Prostaattumoren kunnen verdeeld worden in goedaardige vergrotingen van de prostaat (benigne prostaathyperplasie, BPH) en kwaadaardige tumoren (prostaatcarcinoom).
Benigne prostaathyperplasie
Bijna alle intacte reuen ontwikkelen in de loop van hun leven een benigne prostaathyperplasie. Dit is een op zich goedaardige vergroting van de prostaat onder invloed van mannelijke geslachtshormonen. De vergrote prostaat kan problemen geven met urineren en de ontlasting.
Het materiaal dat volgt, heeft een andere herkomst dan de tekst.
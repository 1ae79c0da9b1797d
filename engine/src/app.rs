use std::error::Error;
use std::time::{Duration, Instant};

use pixels::{PixelsBuilder, SurfaceTexture};
use winit::dpi::PhysicalSize;
use winit::event::{
    ElementState, Event, KeyboardInput, MouseButton, MouseScrollDelta, VirtualKeyCode,
    WindowEvent,
};
use winit::event_loop::{ControlFlow, EventLoop};
use winit::window::{Window, WindowBuilder};

use crate::graphics::Renderer2d;
use crate::pixels_renderer::PixelsRenderer2d;
use crate::surface::SurfaceSize;

/// Pixel-delta wheel events are normalised to "lines" with this many pixels per line.
const PIXELS_PER_WHEEL_LINE: f64 = 40.0;

pub struct AppConfig {
    pub title: String,
    pub desired_size: PhysicalSize<u32>,
    pub clamp_to_monitor: bool,
    pub vsync: Option<bool>,
}

pub struct AppContext {
    pub window: Window,
    pub renderer: PixelsRenderer2d,
    pub surface_size: SurfaceSize,
}

#[derive(Debug, Clone, Copy, PartialEq, Eq)]
pub enum PointerButton {
    Primary,
    Secondary,
    Middle,
}

/// Window input in arrival order. Press/move/release ordering matters to drag handling, so the
/// loop queues events instead of folding them into flags.
#[derive(Debug, Clone, Copy, PartialEq)]
pub enum InputEvent {
    ButtonPressed {
        button: PointerButton,
        x: f64,
        y: f64,
    },
    ButtonReleased {
        button: PointerButton,
        x: f64,
        y: f64,
    },
    CursorMoved {
        x: f64,
        y: f64,
        dx: f64,
        dy: f64,
    },
    Wheel {
        lines: f32,
    },
    KeyPressed(VirtualKeyCode),
    Resized(SurfaceSize),
}

#[derive(Debug, Clone, Default)]
pub struct InputFrame {
    pub cursor: Option<(f64, f64)>,
    pub events: Vec<InputEvent>,
}

impl InputFrame {
    fn push_cursor(&mut self, x: f64, y: f64) {
        let (dx, dy) = match self.cursor {
            Some((px, py)) => (x - px, y - py),
            None => (0.0, 0.0),
        };
        self.cursor = Some((x, y));
        self.events.push(InputEvent::CursorMoved { x, y, dx, dy });
    }

    fn push_button(&mut self, button: PointerButton, state: ElementState) {
        let (x, y) = self.cursor.unwrap_or((0.0, 0.0));
        self.events.push(match state {
            ElementState::Pressed => InputEvent::ButtonPressed { button, x, y },
            ElementState::Released => InputEvent::ButtonReleased { button, x, y },
        });
    }
}

#[derive(Debug, Clone, Copy, PartialEq, Eq)]
pub enum FrameControl {
    Continue,
    Exit,
}

pub trait GameApp {
    type State;

    fn init_state(&mut self, ctx: &mut AppContext) -> Self::State;

    fn update_state(
        &mut self,
        state: &mut Self::State,
        input: &InputFrame,
        dt: Duration,
        ctx: &mut AppContext,
    ) -> FrameControl;

    fn render(&mut self, state: &Self::State, renderer: &mut dyn Renderer2d);
}

fn map_button(button: MouseButton) -> Option<PointerButton> {
    match button {
        MouseButton::Left => Some(PointerButton::Primary),
        MouseButton::Right => Some(PointerButton::Secondary),
        MouseButton::Middle => Some(PointerButton::Middle),
        MouseButton::Other(_) => None,
    }
}

pub fn run_game<G: GameApp + 'static>(config: AppConfig, mut game: G) -> Result<(), Box<dyn Error>> {
    let event_loop = EventLoop::new();
    let monitor_size = if config.clamp_to_monitor {
        event_loop.primary_monitor().map(|m| m.size())
    } else {
        None
    };
    let initial_size = if let Some(monitor) = monitor_size {
        PhysicalSize::new(
            config.desired_size.width.min(monitor.width),
            config.desired_size.height.min(monitor.height),
        )
    } else {
        config.desired_size
    };
    let window = WindowBuilder::new()
        .with_title(config.title)
        .with_inner_size(initial_size)
        .build(&event_loop)?;

    let window_size = window.inner_size();
    let surface_size = SurfaceSize::new(window_size.width.max(1), window_size.height.max(1));

    let surface_texture = SurfaceTexture::new(surface_size.width, surface_size.height, &window);
    let mut pixels_builder =
        PixelsBuilder::new(surface_size.width, surface_size.height, surface_texture);
    if let Some(vsync) = config.vsync {
        pixels_builder = pixels_builder.enable_vsync(vsync);
    }
    let pixels = pixels_builder.build()?;
    let renderer = PixelsRenderer2d::new(pixels, surface_size)?;

    let mut ctx = AppContext {
        window,
        renderer,
        surface_size,
    };
    let mut state = game.init_state(&mut ctx);
    let mut input = InputFrame::default();
    let mut last_frame = Instant::now();

    event_loop.run(move |event, _, control_flow| {
        *control_flow = ControlFlow::Poll;

        match &event {
            Event::WindowEvent { event, .. } => match event {
                WindowEvent::CloseRequested => {
                    *control_flow = ControlFlow::Exit;
                }
                WindowEvent::Resized(size) => {
                    let new_size = SurfaceSize::new(size.width, size.height);
                    if let Err(err) = ctx.renderer.resize(new_size) {
                        tracing::warn!(%err, "resize failed");
                    }
                    if !new_size.is_empty() {
                        ctx.surface_size = new_size;
                        input.events.push(InputEvent::Resized(new_size));
                    }
                    ctx.window.request_redraw();
                }
                WindowEvent::CursorMoved { position, .. } => {
                    input.push_cursor(position.x, position.y);
                }
                WindowEvent::MouseInput {
                    state: mouse_state,
                    button,
                    ..
                } => {
                    if let Some(button) = map_button(*button) {
                        input.push_button(button, *mouse_state);
                    }
                }
                WindowEvent::MouseWheel { delta, .. } => {
                    let lines = match delta {
                        MouseScrollDelta::LineDelta(_, y) => *y,
                        MouseScrollDelta::PixelDelta(pos) => (pos.y / PIXELS_PER_WHEEL_LINE) as f32,
                    };
                    if lines != 0.0 {
                        input.events.push(InputEvent::Wheel { lines });
                    }
                }
                WindowEvent::KeyboardInput {
                    input:
                        KeyboardInput {
                            state: ElementState::Pressed,
                            virtual_keycode: Some(key),
                            ..
                        },
                    ..
                } => {
                    input.events.push(InputEvent::KeyPressed(*key));
                }
                _ => {}
            },
            Event::RedrawRequested(_) => {
                let now = Instant::now();
                let dt = now.saturating_duration_since(last_frame);
                last_frame = now;

                let control = game.update_state(&mut state, &input, dt, &mut ctx);
                input.events.clear();
                if control == FrameControl::Exit {
                    *control_flow = ControlFlow::Exit;
                    return;
                }

                ctx.renderer.draw_frame(|gfx| {
                    game.render(&state, gfx);
                });
                if let Err(err) = ctx.renderer.present() {
                    tracing::warn!(%err, "present failed");
                }
            }
            Event::MainEventsCleared => {
                ctx.window.request_redraw();
            }
            _ => {}
        }
    });
}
Patiënten met deze aandoening worden vaak bij ons aangeboden met klachten als kleine beetjes urine lozen waar de reu lang over doet, bloederig vochtverlies uit de voorhuid buiten het plassen om en moeite met poepen (lang persen, soms met afgeplatte ontlasting als resultaat).
Deze soort vergroting van de prostaat kan verholpen worden door castratie (ofwel operatief, ofwel chemisch met behulp van een implantaat in de nek).
Prostaatcarcinoom
In een zeer klein percentage van alle mannelijke honden (0.2 – 0.6%), zowel gecastreerd als intact, ontstaat een tumoreuze vergroting van de prostaat. Deze wordt niet beïnvloed door geslachtshormonen en zal daardoor ook niet verkleind kunnen worden door. Vaak zijn het kleine tumoren, die in het algemeen erg pijnlijk zijn.
Er is nog geen duidelijkheid over de invloed van castratie op het ontstaan en de kwaadaardigheid van prostaatcarcinomen. De ene studie geeft aan dat castratie op een leeftijd onder de 6 maanden de kans op kwaadaardige vergroting vermindert. Andere studies concluderen dat de agressiviteit van dit type tumor versterkt wordt door castratie. Hier is nog onvoldoende duidelijkheid over.